START EXERCISE INPUT

//! Byte spans into a text buffer
//!
//! Every operation in this crate reports positions as `Span`s. Hosts that
//! keep ranges as two-element arrays or tuples convert with `From`/`Into`.

use std::fmt;

/// A half-open byte range `[start, end)` within a text buffer
#[derive(Debug, Clone, Copy, PartialEq, Eq, Hash, Default, PartialOrd, Ord)]
pub struct Span {
    /// Byte offset where this span starts (inclusive)
    pub start: usize,
    /// Byte offset where this span ends (exclusive)
    pub end: usize,
}

impl Span {
    /// Create a new span, normalising reversed bounds
    pub fn new(start: usize, end: usize) -> Self {
        Self {
            start: start.min(end),
            end: start.max(end),
        }
    }

    /// An empty span at `pos`
    pub fn empty(pos: usize) -> Self {
        Self { start: pos, end: pos }
    }

    /// Check if this span contains a byte position
    pub fn contains(&self, pos: usize) -> bool {
        pos >= self.start && pos < self.end
    }

    /// Check if `pos` lies strictly between the bounds
    pub fn surrounds(&self, pos: usize) -> bool {
        pos > self.start && pos < self.end
    }

    /// Check if `other` lies fully within this span
    pub fn covers(&self, other: Span) -> bool {
        other.start >= self.start && other.end <= self.end
    }

    /// Get the length of this span in bytes
    pub fn len(&self) -> usize {
        self.end.saturating_sub(self.start)
    }

    /// Check if span is empty
    pub fn is_empty(&self) -> bool {
        self.start >= self.end
    }

    /// Move the span right by `offset` bytes
    pub fn shift(self, offset: usize) -> Self {
        Self {
            start: self.start + offset,
            end: self.end + offset,
        }
    }

    /// The text this span covers, or "" if it falls outside `text`
    pub fn slice<'a>(&self, text: &'a str) -> &'a str {
        text.get(self.start..self.end).unwrap_or("")
    }

    /// Shrink the span so it excludes leading and trailing ASCII whitespace
    pub fn trim(self, text: &str) -> Self {
        let bytes = text.as_bytes();
        let mut start = self.start.min(bytes.len());
        let mut end = self.end.min(bytes.len());
        while start < end && bytes[start].is_ascii_whitespace() {
            start += 1;
        }
        while end > start && bytes[end - 1].is_ascii_whitespace() {
            end -= 1;
        }
        Self { start, end }
    }
}

impl From<[usize; 2]> for Span {
    fn from(range: [usize; 2]) -> Self {
        Span::new(range[0], range[1])
    }
}

impl From<(usize, usize)> for Span {
    fn from((start, end): (usize, usize)) -> Self {
        Span::new(start, end)
    }
}

impl From<Span> for [usize; 2] {
    fn from(span: Span) -> Self {
        [span.start, span.end]
    }
}

impl From<Span> for (usize, usize) {
    fn from(span: Span) -> Self {
        (span.start, span.end)
    }
}

impl fmt::Display for Span {
    fn fmt(&self, f: &mut fmt::Formatter<'_>) -> fmt::Result {
        write!(f, "{}..{}", self.start, self.end)
    }
}

#[cfg(test)]
mod tests {
    use super::*;

    #[test]
    fn test_span_contains() {
        let span = Span::new(5, 10);
        assert!(!span.contains(4));
        assert!(span.contains(5));
        assert!(span.contains(9));
        assert!(!span.contains(10));
        assert!(!span.surrounds(5));
        assert!(span.surrounds(6));
    }

    #[test]
    fn test_region_round_trip() {
        for (start, end) in [(0, 0), (0, 1), (3, 17), (42, 42), (7, 1000)] {
            let span = Span::from([start, end]);
            let back: [usize; 2] = span.into();
            assert_eq!(back, [start, end]);

            let tuple: (usize, usize) = Span::from((start, end)).into();
            assert_eq!(tuple, (start, end));
        }
    }

    #[test]
    fn test_reversed_range_normalised() {
        let span = Span::from([9, 2]);
        assert_eq!(span, Span::new(2, 9));
        assert!(span.start <= span.end);
    }

    #[test]
    fn test_shift_and_slice() {
        let text = "hello world";
        let span = Span::new(0, 5).shift(6);
        assert_eq!(span.slice(text), "world");
        assert_eq!(Span::new(20, 30).slice(text), "");
    }

    #[test]
    fn test_trim() {
        let text = "a {  color  }";
        let span = Span::new(3, 12).trim(text);
        assert_eq!(span.slice(text), "color");
        assert_eq!(Span::new(3, 5).trim(text), Span::new(5, 5));
    }
}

END EXERCISE INPUT

TASK DETAILS – Each record above should be returned exactly as it appears.

WRITTEN SOLUTION –
//! Byte spans into a text buffer
//!
//! Every operation in this crate reports positions as `Span`s. Hosts that
//! keep ranges as two-element arrays or tuples convert with `From`/`Into`.

use std::fmt;

/// A half-open byte range `[start, end)` within a text buffer
#[derive(Debug, Clone, Copy, PartialEq, Eq, Hash, Default, PartialOrd, Ord)]
pub struct Span {
    /// Byte offset where this span starts (inclusive)
    pub start: usize,
    /// Byte offset where this span ends (exclusive)
    pub end: usize,
}

impl Span {
    /// Create a new span, normalising reversed bounds
    pub fn new(start: usize, end: usize) -> Self {
        Self {
            start: start.min(end),
            end: start.max(end),
        }
    }

    /// An empty span at `pos`
    pub fn empty(pos: usize) -> Self {
        Self { start: pos, end: pos }
    }

    /// Check if this span contains a byte position
    pub fn contains(&self, pos: usize) -> bool {
        pos >= self.start && pos < self.end
    }

    /// Check if `pos` lies strictly between the bounds
    pub fn surrounds(&self, pos: usize) -> bool {
        pos > self.start && pos < self.end
    }

    /// Check if `other` lies fully within this span
    pub fn covers(&self, other: Span) -> bool {
        other.start >= self.start && other.end <= self.end
    }

    /// Get the length of this span in bytes
    pub fn len(&self) -> usize {
        self.end.saturating_sub(self.start)
    }

    /// Check if span is empty
    pub fn is_empty(&self) -> bool {
        self.start >= self.end
    }

    /// Move the span right by `offset` bytes
    pub fn shift(self, offset: usize) -> Self {
        Self {
            start: self.start + offset,
            end: self.end + offset,
        }
    }

    /// The text this span covers, or "" if it falls outside `text`
    pub fn slice<'a>(&self, text: &'a str) -> &'a str {
        text.get(self.start..self.end).unwrap_or("")
    }

    /// Shrink the span so it excludes leading and trailing ASCII whitespace
    pub fn trim(self, text: &str) -> Self {
        let bytes = text.as_bytes();
        let mut start = self.start.min(bytes.len());
        let mut end = self.end.min(bytes.len());
        while start < end && bytes[start].is_ascii_whitespace() {
            start += 1;
        }
        while end > start && bytes[end - 1].is_ascii_whitespace() {
            end -= 1;
        }
        Self { start, end }
    }
}

impl From<[usize; 2]> for Span {
    fn from(range: [usize; 2]) -> Self {
        Span::new(range[0], range[1])
    }
}

impl From<(usize, usize)> for Span {
    fn from((start, end): (usize, usize)) -> Self {
        Span::new(start, end)
    }
}

impl From<Span> for [usize; 2] {
    fn from(span: Span) -> Self {
        [span.start, span.end]
    }
}

impl From<Span> for (usize, usize) {
    fn from(span: Span) -> Self {
        (span.start, span.end)
    }
}

impl fmt::Display for Span {
    fn fmt(&self, f: &mut fmt::Formatter<'_>) -> fmt::Result {
        write!(f, "{}..{}", self.start, self.end)
    }
}

#[cfg(test)]
mod tests {
    use super::*;

    #[test]
    fn test_span_contains() {
        let span = Span::new(5, 10);
        assert!(!span.contains(4));
        assert!(span.contains(5));
        assert!(span.contains(9));
        assert!(!span.contains(10));
        assert!(!span.surrounds(5));
        assert!(span.surrounds(6));
    }

    #[test]
    fn test_region_round_trip() {
        for (start, end) in [(0, 0), (0, 1), (3, 17), (42, 42), (7, 1000)] {
            let span = Span::from([start, end]);
            let back: [usize; 2] = span.into();
            assert_eq!(back, [start, end]);

            let tuple: (usize, usize) = Span::from((start, end)).into();
            assert_eq!(tuple, (start, end));
        }
    }

    #[test]
    fn test_reversed_range_normalised() {
        let span = Span::from([9, 2]);
        assert_eq!(span, Span::new(2, 9));
        assert!(span.start <= span.end);
    }

    #[test]
    fn test_shift_and_slice() {
        let text = "hello world";
        let span = Span::new(0, 5).shift(6);
        assert_eq!(span.slice(text), "world");
        assert_eq!(Span::new(20, 30).slice(text), "");
    }

    #[test]
    fn test_trim() {
        let text = "a {  color  }";
        let span = Span::new(3, 12).trim(text);
        assert_eq!(span.slice(text), "color");
        assert_eq!(Span::new(3, 5).trim(text), Span::new(5, 5));
    }
}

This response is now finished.